Il mania brutalement le grès qui était entré par le carreau de l'imposte. La vieille Sarah apportait un gros plat d'estomac de veau rempli de graisse, de pain, d'oeufs hachés et entouré de pruneaux. Un bref soupçon traversa la pensée du Voyageur. Lévy aperçut les sourcils qui se rejoignaient ; il comprit.

— " C'est vendredi soir, le jour où on reçoit ses amis.

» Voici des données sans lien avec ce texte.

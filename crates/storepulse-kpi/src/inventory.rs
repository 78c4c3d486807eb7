//! Inventory valuation
//!
//! Stock value is on-hand quantity times the product's unit price, joined by
//! SKU against the product catalog. SKUs missing from the catalog are valued
//! at 0 but still count as products and units.

use serde::{Deserialize, Serialize};
use std::collections::{HashMap, HashSet};
use storepulse_core::types::{InventoryLine, Product};

/// Stock held by one warehouse
#[derive(Debug, Clone, PartialEq, Serialize, Deserialize)]
pub struct WarehouseStock {
    pub warehouse: String,
    pub name: String,
    /// Inventory lines (distinct SKUs) in the warehouse
    pub products: usize,
    pub units: f64,
    pub value: f64,
}

#[derive(Debug, Clone, PartialEq, Default, Serialize, Deserialize)]
pub struct InventoryValuation {
    pub total_value: f64,
    /// Distinct SKUs across all warehouses
    pub unique_products: usize,
    pub total_units: f64,
    /// Ordered by value descending, then name
    pub by_warehouse: Vec<WarehouseStock>,
}

impl InventoryValuation {
    pub fn warehouse_count(&self) -> usize {
        self.by_warehouse.len()
    }
}

/// Value a deduplicated inventory listing.
///
/// `names` maps warehouse codes to display names; unknown codes are shown
/// as-is.
pub fn value_inventory(
    lines: &[InventoryLine],
    products: &[Product],
    names: &HashMap<String, String>,
) -> InventoryValuation {
    let prices: HashMap<&str, f64> = products
        .iter()
        .map(|p| (p.sku.as_str(), p.unit_price()))
        .collect();

    let mut skus: HashSet<&str> = HashSet::new();
    let mut warehouses: HashMap<&str, WarehouseStock> = HashMap::new();
    let mut valuation = InventoryValuation::default();

    for line in lines {
        let units = line.quantity();
        let value = units * prices.get(line.sku.as_str()).copied().unwrap_or(0.0);

        skus.insert(line.sku.as_str());
        valuation.total_units += units;
        valuation.total_value += value;

        let stock = warehouses
            .entry(line.warehouse.as_str())
            .or_insert_with(|| WarehouseStock {
                warehouse: line.warehouse.clone(),
                name: names
                    .get(&line.warehouse)
                    .filter(|n| !n.trim().is_empty())
                    .cloned()
                    .unwrap_or_else(|| line.warehouse.clone()),
                products: 0,
                units: 0.0,
                value: 0.0,
            });
        stock.products += 1;
        stock.units += units;
        stock.value += value;
    }

    valuation.unique_products = skus.len();
    valuation.by_warehouse = warehouses.into_values().collect();
    valuation.by_warehouse.sort_by(|a, b| {
        b.value
            .total_cmp(&a.value)
            .then_with(|| a.name.cmp(&b.name))
    });
    valuation
}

Les moins riches font alors ce qu'ils peuvent. "

Puis, comme tous ses pareils que piétinent les sandales asiatiques et les semelles de cuir de l'Europe, il ajoute, en rougissant, comme peut rougir un petit homme sans cou, au visage taché de son et père de deux enfants frisés :

— *' Ce sont de vieilles habitudes, auxquelles nous tenons encore, sans savoir pourquoi. "

Mais le voyageur n'écoutait déjà plus. Il fourrageait dans sa barbe brune :

— " Oui, c'est cela, Monsieur Dawido... David... a raison. La vraie solution est de quitter la France, de partir en Argentine, pour laisser passer l'orage. Vous reviendrez quand vous pourrez. "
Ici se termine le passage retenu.